=== Section Start ===

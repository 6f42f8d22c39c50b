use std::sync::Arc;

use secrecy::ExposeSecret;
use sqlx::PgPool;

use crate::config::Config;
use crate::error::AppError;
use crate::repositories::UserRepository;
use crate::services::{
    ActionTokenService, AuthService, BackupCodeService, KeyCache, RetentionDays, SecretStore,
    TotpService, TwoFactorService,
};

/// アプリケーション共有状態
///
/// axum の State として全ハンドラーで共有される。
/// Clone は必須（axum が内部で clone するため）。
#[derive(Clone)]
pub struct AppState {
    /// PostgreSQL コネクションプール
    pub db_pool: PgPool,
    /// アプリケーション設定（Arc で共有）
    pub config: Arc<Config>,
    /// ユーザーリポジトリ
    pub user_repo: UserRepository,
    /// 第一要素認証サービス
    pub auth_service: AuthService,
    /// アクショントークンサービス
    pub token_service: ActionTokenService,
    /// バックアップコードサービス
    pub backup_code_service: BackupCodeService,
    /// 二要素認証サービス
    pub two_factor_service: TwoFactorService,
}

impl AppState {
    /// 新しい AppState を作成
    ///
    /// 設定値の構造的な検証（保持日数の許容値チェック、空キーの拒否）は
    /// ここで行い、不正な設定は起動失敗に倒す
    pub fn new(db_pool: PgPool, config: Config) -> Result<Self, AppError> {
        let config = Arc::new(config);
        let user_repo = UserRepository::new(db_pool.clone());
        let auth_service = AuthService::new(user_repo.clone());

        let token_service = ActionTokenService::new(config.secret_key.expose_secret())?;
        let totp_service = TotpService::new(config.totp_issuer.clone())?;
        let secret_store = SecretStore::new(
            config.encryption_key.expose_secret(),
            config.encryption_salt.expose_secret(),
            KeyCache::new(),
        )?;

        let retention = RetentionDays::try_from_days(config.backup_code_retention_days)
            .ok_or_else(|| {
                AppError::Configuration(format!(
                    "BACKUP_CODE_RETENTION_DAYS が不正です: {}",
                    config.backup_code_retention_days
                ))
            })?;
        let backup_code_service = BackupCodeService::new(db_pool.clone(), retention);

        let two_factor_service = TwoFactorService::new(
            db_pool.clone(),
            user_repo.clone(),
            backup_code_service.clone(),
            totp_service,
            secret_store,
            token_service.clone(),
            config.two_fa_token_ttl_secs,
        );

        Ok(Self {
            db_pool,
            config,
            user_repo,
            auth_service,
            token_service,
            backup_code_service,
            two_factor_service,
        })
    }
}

=== Section End ===
=== Section Start ===

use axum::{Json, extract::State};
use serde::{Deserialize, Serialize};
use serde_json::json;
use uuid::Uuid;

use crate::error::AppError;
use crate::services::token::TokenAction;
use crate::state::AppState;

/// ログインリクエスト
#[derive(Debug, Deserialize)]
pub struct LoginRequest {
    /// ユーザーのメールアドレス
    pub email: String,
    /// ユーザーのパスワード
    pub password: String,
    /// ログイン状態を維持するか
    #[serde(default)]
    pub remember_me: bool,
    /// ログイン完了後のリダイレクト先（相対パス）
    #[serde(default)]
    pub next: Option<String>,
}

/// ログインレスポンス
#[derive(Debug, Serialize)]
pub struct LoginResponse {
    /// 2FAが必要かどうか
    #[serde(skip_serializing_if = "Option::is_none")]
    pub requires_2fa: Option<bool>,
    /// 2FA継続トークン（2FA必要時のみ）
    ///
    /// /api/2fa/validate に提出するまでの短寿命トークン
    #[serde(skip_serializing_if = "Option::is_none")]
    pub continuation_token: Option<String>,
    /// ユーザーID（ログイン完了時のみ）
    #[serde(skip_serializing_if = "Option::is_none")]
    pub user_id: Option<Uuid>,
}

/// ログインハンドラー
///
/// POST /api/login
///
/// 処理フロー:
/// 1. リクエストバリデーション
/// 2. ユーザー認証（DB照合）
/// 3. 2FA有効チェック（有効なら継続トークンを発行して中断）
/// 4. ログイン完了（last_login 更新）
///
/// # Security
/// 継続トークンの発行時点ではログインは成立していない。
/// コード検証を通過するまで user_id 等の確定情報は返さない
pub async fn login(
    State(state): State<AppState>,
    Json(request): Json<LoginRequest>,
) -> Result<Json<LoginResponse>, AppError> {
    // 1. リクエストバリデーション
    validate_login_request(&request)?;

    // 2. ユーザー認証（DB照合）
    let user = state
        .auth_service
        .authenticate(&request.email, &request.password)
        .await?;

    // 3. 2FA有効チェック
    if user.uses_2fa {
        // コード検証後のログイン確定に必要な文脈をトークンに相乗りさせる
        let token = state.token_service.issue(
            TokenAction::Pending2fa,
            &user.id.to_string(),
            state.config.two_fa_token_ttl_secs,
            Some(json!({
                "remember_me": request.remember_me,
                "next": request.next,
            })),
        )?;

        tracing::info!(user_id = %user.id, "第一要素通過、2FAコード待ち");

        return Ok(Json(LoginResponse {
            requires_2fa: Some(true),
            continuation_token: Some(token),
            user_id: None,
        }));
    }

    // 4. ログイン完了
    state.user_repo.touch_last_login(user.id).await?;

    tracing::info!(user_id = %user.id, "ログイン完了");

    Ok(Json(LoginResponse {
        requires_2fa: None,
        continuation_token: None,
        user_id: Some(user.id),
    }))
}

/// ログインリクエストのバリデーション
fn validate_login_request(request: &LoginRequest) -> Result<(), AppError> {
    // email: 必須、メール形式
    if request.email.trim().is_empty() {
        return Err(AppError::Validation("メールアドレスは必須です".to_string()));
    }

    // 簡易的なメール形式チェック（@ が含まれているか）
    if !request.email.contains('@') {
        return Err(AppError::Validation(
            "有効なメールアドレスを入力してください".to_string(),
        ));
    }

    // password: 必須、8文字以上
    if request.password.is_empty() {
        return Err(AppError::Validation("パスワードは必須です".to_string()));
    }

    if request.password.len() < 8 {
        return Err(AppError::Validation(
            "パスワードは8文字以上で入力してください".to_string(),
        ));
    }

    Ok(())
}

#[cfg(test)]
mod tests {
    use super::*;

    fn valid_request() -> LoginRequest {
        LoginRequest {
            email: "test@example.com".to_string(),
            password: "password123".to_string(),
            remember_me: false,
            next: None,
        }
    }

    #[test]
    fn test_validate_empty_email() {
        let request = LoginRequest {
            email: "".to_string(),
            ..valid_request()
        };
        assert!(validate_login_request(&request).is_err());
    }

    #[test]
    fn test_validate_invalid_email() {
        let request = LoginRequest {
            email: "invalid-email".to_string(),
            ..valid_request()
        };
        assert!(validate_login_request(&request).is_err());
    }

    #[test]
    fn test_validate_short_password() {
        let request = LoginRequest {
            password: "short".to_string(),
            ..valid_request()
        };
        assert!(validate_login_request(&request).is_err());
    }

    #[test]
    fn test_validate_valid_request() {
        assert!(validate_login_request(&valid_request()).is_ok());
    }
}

=== Section End ===

(TASK) Nothing but a number is expected: how many lines in the data above hold the word "Validation".

(WRITTEN SOLUTION) 4